Content filters are usually the biggest argument. Teenagers don’t want to be restricted from seeing “inappropriate” content like they’re little kids being denied access to an R-rated movie. Try sitting down with them and seeing if you can agree on reasonable content filters for things like violence, pornography and hate speech. R-rated sites might be okay for older teenagers, but you can draw the line at X-rated.

You should probably stay away from things like keyloggers. Unless your child is being punished, that level of scrutiny is only going to foster resentment.

6. Always be willing to listen.

At the end of the day, there’s only so much that you can do to protect your child on social media.

Your best bet at staying “in the know” is to keep an open line of communication with them.

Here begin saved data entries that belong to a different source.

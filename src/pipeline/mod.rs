//! Stage wiring and lifecycle control.
//!
//! Stages never know about each other's implementation. Each stage holds an
//! ordered list of downstream listeners and pushes every unit it produces to
//! all of them, in registration order, before handling its next input. The
//! three listener traits below are the only seams:
//!
//! - [`AnnotationListener`]: receives `(ImageAnnotation, [ObjectAnnotation])`
//!   units from a parser (image loader, label collector).
//! - [`AnnotatedImageListener`]: receives units together with their pixels
//!   (processing stages, packagers).
//! - [`PipelineStateListener`]: receives `start`/`stop` from [`Pipeline`].
//!
//! Stages that sit in more than one list (a packager is both an image listener
//! and a lifecycle listener) are held through [`Shared`] handles. Handles are
//! `Rc`-based, so a pipeline cannot be moved across threads.

mod loader;
mod source;

use std::cell::RefCell;
use std::fmt;
use std::rc::Rc;

use image::DynamicImage;
use log::{debug, error};

use crate::error::AnnopackError;
use crate::ir::{ImageAnnotation, ObjectAnnotation};

pub use loader::ImageLoader;
pub use source::ParseOnStart;

/// Shared, single-threaded handle to a pipeline stage.
pub type Shared<T> = Rc<RefCell<T>>;

/// Wraps a stage in a [`Shared`] handle.
pub fn shared<T>(stage: T) -> Shared<T> {
    Rc::new(RefCell::new(stage))
}

/// Notified with every complete annotation unit a parser produces.
pub trait AnnotationListener {
    fn on_annotation_available(
        &mut self,
        image: &ImageAnnotation,
        objects: &[ObjectAnnotation],
    ) -> Result<(), AnnopackError>;
}

/// Notified with an annotation unit and the pixels it describes.
///
/// The pixel buffer is shared by every listener of the same producer; a stage
/// that draws on it changes what later listeners see.
pub trait AnnotatedImageListener {
    fn on_annotated_image_available(
        &mut self,
        pixels: &mut DynamicImage,
        image: &ImageAnnotation,
        objects: &[ObjectAnnotation],
    ) -> Result<(), AnnopackError>;
}

/// Notified when the [`Pipeline`] starts and stops.
pub trait PipelineStateListener {
    fn on_pipeline_start(&mut self) -> Result<(), AnnopackError> {
        Ok(())
    }

    fn on_pipeline_stop(&mut self) -> Result<(), AnnopackError> {
        Ok(())
    }
}

/// Ordered downstream list of a parser.
pub type AnnotationListeners = Vec<Shared<dyn AnnotationListener>>;

/// Ordered downstream list of the image loader or a processing stage.
pub type AnnotatedImageListeners = Vec<Shared<dyn AnnotatedImageListener>>;

pub(crate) fn notify_annotation(
    listeners: &[Shared<dyn AnnotationListener>],
    image: &ImageAnnotation,
    objects: &[ObjectAnnotation],
) -> Result<(), AnnopackError> {
    for listener in listeners {
        listener
            .borrow_mut()
            .on_annotation_available(image, objects)?;
    }
    Ok(())
}

pub(crate) fn notify_annotated_image(
    listeners: &[Shared<dyn AnnotatedImageListener>],
    pixels: &mut DynamicImage,
    image: &ImageAnnotation,
    objects: &[ObjectAnnotation],
) -> Result<(), AnnopackError> {
    for listener in listeners {
        listener
            .borrow_mut()
            .on_annotated_image_available(pixels, image, objects)?;
    }
    Ok(())
}

/// Lifecycle of a [`Pipeline`]. `Stopped` is terminal.
#[derive(Clone, Copy, Debug, PartialEq, Eq)]
pub enum PipelineState {
    Idle,
    Running,
    Stopped,
}

impl fmt::Display for PipelineState {
    fn fmt(&self, f: &mut fmt::Formatter<'_>) -> fmt::Result {
        f.write_str(match self {
            PipelineState::Idle => "idle",
            PipelineState::Running => "running",
            PipelineState::Stopped => "stopped",
        })
    }
}

/// Delivers `start` and `stop` to lifecycle listeners in registration order.
///
/// Parsers do all of their work inside `start`, so by the time it returns
/// every unit has been pushed through the whole chain. `stop` lets packagers
/// flush and close and lets label maps get written.
pub struct Pipeline {
    listeners: Vec<Shared<dyn PipelineStateListener>>,
    state: PipelineState,
}

impl Default for Pipeline {
    fn default() -> Self {
        Self::new()
    }
}

impl Pipeline {
    pub fn new() -> Self {
        Self {
            listeners: Vec::new(),
            state: PipelineState::Idle,
        }
    }

    pub fn with_listeners(listeners: Vec<Shared<dyn PipelineStateListener>>) -> Self {
        Self {
            listeners,
            state: PipelineState::Idle,
        }
    }

    pub fn register(&mut self, listener: Shared<dyn PipelineStateListener>) -> &mut Self {
        self.listeners.push(listener);
        self
    }

    pub fn state(&self) -> PipelineState {
        self.state
    }

    /// Notifies every listener of the start, stopping at the first error.
    ///
    /// The pipeline is `Running` even when a listener fails, so [`stop`]
    /// can still close whatever was opened.
    ///
    /// [`stop`]: Pipeline::stop
    pub fn start(&mut self) -> Result<(), AnnopackError> {
        self.expect_state(PipelineState::Idle, "start")?;
        self.state = PipelineState::Running;
        debug!("Starting.");
        for listener in &self.listeners {
            listener.borrow_mut().on_pipeline_start()?;
        }
        Ok(())
    }

    /// Notifies every listener of the stop.
    ///
    /// All listeners are called even if one fails; the first error is returned.
    pub fn stop(&mut self) -> Result<(), AnnopackError> {
        self.expect_state(PipelineState::Running, "stop")?;
        self.state = PipelineState::Stopped;
        debug!("Stopping.");
        let mut first_error = None;
        for listener in &self.listeners {
            if let Err(err) = listener.borrow_mut().on_pipeline_stop() {
                error!("stop listener failed: {err}");
                first_error.get_or_insert(err);
            }
        }
        match first_error {
            Some(err) => Err(err),
            None => Ok(()),
        }
    }

    /// Starts and then always stops the pipeline, returning the first error.
    pub fn run(&mut self) -> Result<(), AnnopackError> {
        self.expect_state(PipelineState::Idle, "start")?;
        let started = self.start();
        let stopped = self.stop();
        started.and(stopped)
    }

    fn expect_state(
        &self,
        expected: PipelineState,
        action: &'static str,
    ) -> Result<(), AnnopackError> {
        if self.state == expected {
            Ok(())
        } else {
            Err(AnnopackError::PipelineState {
                action,
                state: self.state,
            })
        }
    }
}
//! Reads arbitrary bytes as a TFRecord stream of Examples.

#![no_main]

use std::io::Cursor;

use annopack::package::TfRecordReader;
use libfuzzer_sys::fuzz_target;

fuzz_target!(|data: &[u8]| {
    let mut reader = TfRecordReader::new(Cursor::new(data), "<fuzz>");
    let _ = reader.read_all_examples();
});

Emphasize that you’re always available if they want to chat, discuss, whine, rant or ask questions about something that they’ve seen. Even if it’s just complaining about spam accounts or a bad website design, it’ll build trust between the two of you, and they’ll be more likely to seek you out if and when they have a real problem.

Rome wasn’t built in a day. You won’t have a rapport with your child after a single conversation. Just like parenting classes would tell you, it takes consistent, everyday effort to maintain an open and honest relationship about their online activity, but it can definitely be done.

About the author:
Ivana Davies is an educator turned stay-at-home mom to a beautiful 7-year-old girl and a playful 5-year-old boy. She found so much parenting information online that she started her own blog, Find Your Mom Tribe, to share her experiences and struggles as a mom. You can connect with her on Facebook and Pinterest.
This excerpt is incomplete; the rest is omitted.